On April 28, 2017, the U.S. Court of Appeals in Washington, D.C. upheld the lower court’s decision to block the Anthem-Cigna merger. The AMA filed an amicus brief in that case, in which the AMA argued (among many other key points) that the trial court properly found that Anthem's reimbursement cuts, rather than enhancing consumer welfare, could cause quality to degrade and consumers to be deprived of choice. At the AMA’s suggestion, the nation’s experts on antitrust and competition submitted their own amicus brief that supported our contention. On May 12, Anthem abandoned the Cigna merger.

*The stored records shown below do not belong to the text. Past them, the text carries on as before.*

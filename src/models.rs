//! Core data models for bimcheck
//!
//! These models are used throughout the codebase for representing
//! detected anomalies, compliance check results, and analysis summaries.

use serde::{Deserialize, Serialize};
use sha2::{Digest, Sha256};
use std::collections::BTreeMap;

/// Name used when an element carries no usable name.
pub const UNNAMED: &str = "unnamed";

/// Generate a deterministic diagnostic ID based on content hash.
///
/// This ensures diagnostics have stable IDs across runs, enabling:
/// - Comparing reports over time (fixed vs new vs recurring)
/// - Reliable deduplication
///
/// The ID is a 16-character hex string derived from hashing the check
/// category and the inspected element's ID, so the same model and rule set
/// always yield the same ID set.
pub fn diagnostic_id(category: &str, element_id: &str) -> String {
    let mut hasher = Sha256::new();
    hasher.update(category.as_bytes());
    hasher.update(b"\n");
    hasher.update(element_id.as_bytes());
    let digest = hasher.finalize();
    digest.iter().take(8).map(|b| format!("{b:02x}")).collect()
}

/// Severity levels for anomalies, ordered from least to most severe
#[derive(
    Debug, Clone, Copy, PartialEq, Eq, PartialOrd, Ord, Hash, Serialize, Deserialize, Default,
)]
#[serde(rename_all = "lowercase")]
pub enum Severity {
    #[default]
    Low,
    Medium,
    High,
    Critical,
}

impl std::fmt::Display for Severity {
    fn fmt(&self, f: &mut std::fmt::Formatter<'_>) -> std::fmt::Result {
        match self {
            Severity::Low => write!(f, "low"),
            Severity::Medium => write!(f, "medium"),
            Severity::High => write!(f, "high"),
            Severity::Critical => write!(f, "critical"),
        }
    }
}

/// Compliance classification for regulatory checks.
///
/// Unlike [`Severity`] this is a flat lattice, not a scale: `NotApplicable`
/// is neither better nor worse than `NonCompliant`.
#[derive(Debug, Clone, Copy, PartialEq, Eq, Hash, Serialize, Deserialize)]
#[serde(rename_all = "snake_case")]
pub enum ComplianceLevel {
    Compliant,
    Attention,
    NonCompliant,
    NotApplicable,
}

impl std::fmt::Display for ComplianceLevel {
    fn fmt(&self, f: &mut std::fmt::Formatter<'_>) -> std::fmt::Result {
        match self {
            ComplianceLevel::Compliant => write!(f, "compliant"),
            ComplianceLevel::Attention => write!(f, "attention"),
            ComplianceLevel::NonCompliant => write!(f, "non_compliant"),
            ComplianceLevel::NotApplicable => write!(f, "not_applicable"),
        }
    }
}

/// A defect found in the model: missing data, geometric inconsistency,
/// connectivity gap, naming problem, and so on.
#[derive(Debug, Clone, Serialize, Deserialize, Default)]
pub struct Anomaly {
    #[serde(default)]
    pub id: String,
    /// Global ID of the inspected element
    #[serde(default)]
    pub element_id: String,
    /// Raw type name of the element (e.g. "IfcWall")
    #[serde(default)]
    pub element_type: String,
    #[serde(default)]
    pub element_name: String,
    /// Check identifier (e.g. "missing_material", "duplicate_name")
    #[serde(default)]
    pub category: String,
    #[serde(default)]
    pub description: String,
    #[serde(default)]
    pub severity: Severity,
    #[serde(default)]
    pub suggested_fix: String,
    /// Check-specific extras (measured values, counts)
    #[serde(default, skip_serializing_if = "BTreeMap::is_empty")]
    pub additional_data: BTreeMap<String, serde_json::Value>,
}

impl Anomaly {
    /// Build an anomaly with its deterministic ID filled in.
    pub fn new(
        category: &str,
        element_id: impl Into<String>,
        element_type: impl Into<String>,
        element_name: impl Into<String>,
    ) -> Self {
        let element_id = element_id.into();
        Self {
            id: diagnostic_id(category, &element_id),
            element_id,
            element_type: element_type.into(),
            element_name: element_name.into(),
            category: category.to_string(),
            ..Default::default()
        }
    }

    /// Re-derive the ID from a composite key, for checks that can fire more
    /// than once on the same element.
    pub fn with_id_key(mut self, key: &str) -> Self {
        self.id = diagnostic_id(&self.category, key);
        self
    }

    pub fn severity(mut self, severity: Severity) -> Self {
        self.severity = severity;
        self
    }

    pub fn description(mut self, description: impl Into<String>) -> Self {
        self.description = description.into();
        self
    }

    pub fn suggested_fix(mut self, fix: impl Into<String>) -> Self {
        self.suggested_fix = fix.into();
        self
    }

    pub fn with_data(mut self, key: &str, value: impl Into<serde_json::Value>) -> Self {
        self.additional_data.insert(key.to_string(), value.into());
        self
    }
}

/// Result of one regulatory accessibility check against one element.
#[derive(Debug, Clone, Serialize, Deserialize)]
pub struct ComplianceCheckResult {
    pub id: String,
    pub element_id: String,
    pub element_type: String,
    pub element_name: String,
    /// Check identifier (e.g. "door_width", "ramp_slope")
    pub category: String,
    pub description: String,
    pub compliance: ComplianceLevel,
    #[serde(default, skip_serializing_if = "Option::is_none")]
    pub measured_value: Option<f64>,
    #[serde(default, skip_serializing_if = "Option::is_none")]
    pub required_value: Option<f64>,
    pub unit: String,
    pub recommendation: String,
    pub regulation_reference: String,
}

impl ComplianceCheckResult {
    /// Build a result with its deterministic ID filled in.
    pub fn new(
        category: &str,
        element_id: impl Into<String>,
        element_type: impl Into<String>,
        element_name: impl Into<String>,
    ) -> Self {
        let element_id = element_id.into();
        Self {
            id: diagnostic_id(category, &element_id),
            element_id,
            element_type: element_type.into(),
            element_name: element_name.into(),
            category: category.to_string(),
            description: String::new(),
            compliance: ComplianceLevel::NotApplicable,
            measured_value: None,
            required_value: None,
            unit: String::new(),
            recommendation: String::new(),
            regulation_reference: String::new(),
        }
    }
}

/// Counts of anomalies per severity bucket
#[derive(Debug, Clone, Default, Serialize, Deserialize)]
pub struct SeverityCounts {
    pub critical: usize,
    pub high: usize,
    pub medium: usize,
    pub low: usize,
    pub total: usize,
}

impl SeverityCounts {
    pub fn from_anomalies(anomalies: &[Anomaly]) -> Self {
        let mut counts = Self::default();
        for a in anomalies {
            match a.severity {
                Severity::Critical => counts.critical += 1,
                Severity::High => counts.high += 1,
                Severity::Medium => counts.medium += 1,
                Severity::Low => counts.low += 1,
            }
            counts.total += 1;
        }
        counts
    }
}

/// Counts of compliance results per classification bucket
#[derive(Debug, Clone, Default, Serialize, Deserialize)]
pub struct ComplianceCounts {
    pub compliant: usize,
    pub attention: usize,
    pub non_compliant: usize,
    pub not_applicable: usize,
    pub total: usize,
}

impl ComplianceCounts {
    pub fn from_results(results: &[ComplianceCheckResult]) -> Self {
        let mut counts = Self::default();
        for r in results {
            match r.compliance {
                ComplianceLevel::Compliant => counts.compliant += 1,
                ComplianceLevel::Attention => counts.attention += 1,
                ComplianceLevel::NonCompliant => counts.non_compliant += 1,
                ComplianceLevel::NotApplicable => counts.not_applicable += 1,
            }
            counts.total += 1;
        }
        counts
    }
}

#[cfg(test)]
mod tests {
    use super::*;

    #[test]
    fn test_diagnostic_id_deterministic() {
        let a = diagnostic_id("door_width", "2O2Fr$t4X7Zf8NOew3FNr2");
        let b = diagnostic_id("door_width", "2O2Fr$t4X7Zf8NOew3FNr2");
        assert_eq!(a, b);
        assert_eq!(a.len(), 16);
    }

    #[test]
    fn test_diagnostic_id_distinguishes_inputs() {
        assert_ne!(
            diagnostic_id("door_width", "abc"),
            diagnostic_id("stair_width", "abc")
        );
        assert_ne!(
            diagnostic_id("door_width", "abc"),
            diagnostic_id("door_width", "abd")
        );
    }

    #[test]
    fn test_severity_ordering() {
        assert!(Severity::Low < Severity::Medium);
        assert!(Severity::Medium < Severity::High);
        assert!(Severity::High < Severity::Critical);
    }

    #[test]
    fn test_enum_string_rendering() {
        assert_eq!(
            serde_json::to_string(&Severity::Critical).unwrap(),
            "\"critical\""
        );
        assert_eq!(
            serde_json::to_string(&ComplianceLevel::NonCompliant).unwrap(),
            "\"non_compliant\""
        );
    }

    #[test]
    fn test_severity_counts() {
        let anomalies = vec![
            Anomaly::new("a", "1", "IfcWall", "W1").severity(Severity::High),
            Anomaly::new("b", "2", "IfcWall", "W2").severity(Severity::High),
            Anomaly::new("c", "3", "IfcBeam", "B1").severity(Severity::Critical),
        ];
        let counts = SeverityCounts::from_anomalies(&anomalies);
        assert_eq!(counts.high, 2);
        assert_eq!(counts.critical, 1);
        assert_eq!(counts.total, 3);
    }
}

Efforts to block mergers correspondence and statements

Bolstered by these huge wins, the AMA will continue its antitrust advocacy to protect patient and physician interests. Health insurance market concentration will continue to be a vital issue of public policy for the AMA, the federation of medicine, and the nation’s physicians and patients.

The AMA’s 2021 update to Competition in Health Insurance: A Comprehensive Study of U.S. Markets (PDF) reports the two largest insurers’ market shares and concentration levels (HHIs) for all state- and MSA-level commercial markets across the U.S.

It is intended to help identify areas where consolidation among health insurers may cause anticompetitive harm to consumers and providers of care.

Key findings from the 2021 update include:

  • Seventy-three percent (280) of MSA-level markets were highly concentrated (HHI>2,500) in 2020, up from 71% in 2014.
  • The average HHI across MSA-level markets was 3494 in 2020.
  • Fifty-seven percent of markets experienced an increase in the HHI between 2014 and 2020. Among those markets, the average increase was 531 points.
  • Of the markets that were not highly concentrated in 2014, 26% experienced an increase in the HHI large enough to place them in the highly concentrated category by 2020. Another 39% also had an increase, though not large enough to make them highly concentrated.
  • In 91% (348) of MSAs, at least one insurer held a commercial market share of 30% or greater, and in 46% (178) of MSAs, one insurer's share was at least 50%.

High insurance market concentration is an important public policy issue because it poses a substantial risk of harm to patients by:

  • Increasing health insurance premiums rather than lowering health care costs
  • Reducing insurers’ incentives to offer broader networks and to respond to patients’ access needs
  • Limiting patient choice
  • Compromising physician-patient advocacy
  • Undermining access and quality due to physician payments below competitive levels.

A research article by AMA economists (PDF) that examined the price effects of a 2008 merger between UnitedHealth Group and Sierra Health Services found that health plan premiums in Nevada markets increased by 13.7% after the merger.

The AMA developed three model bills to help oppose anticompetitive mergers at the state level. The bills are designed to bring transparency to merger review, protect physicians from retaliation from health insurers and reduce the influence that the health insurance industry has on state insurance regulators. State medical associations can introduce one or more bills in their respective legislative sessions.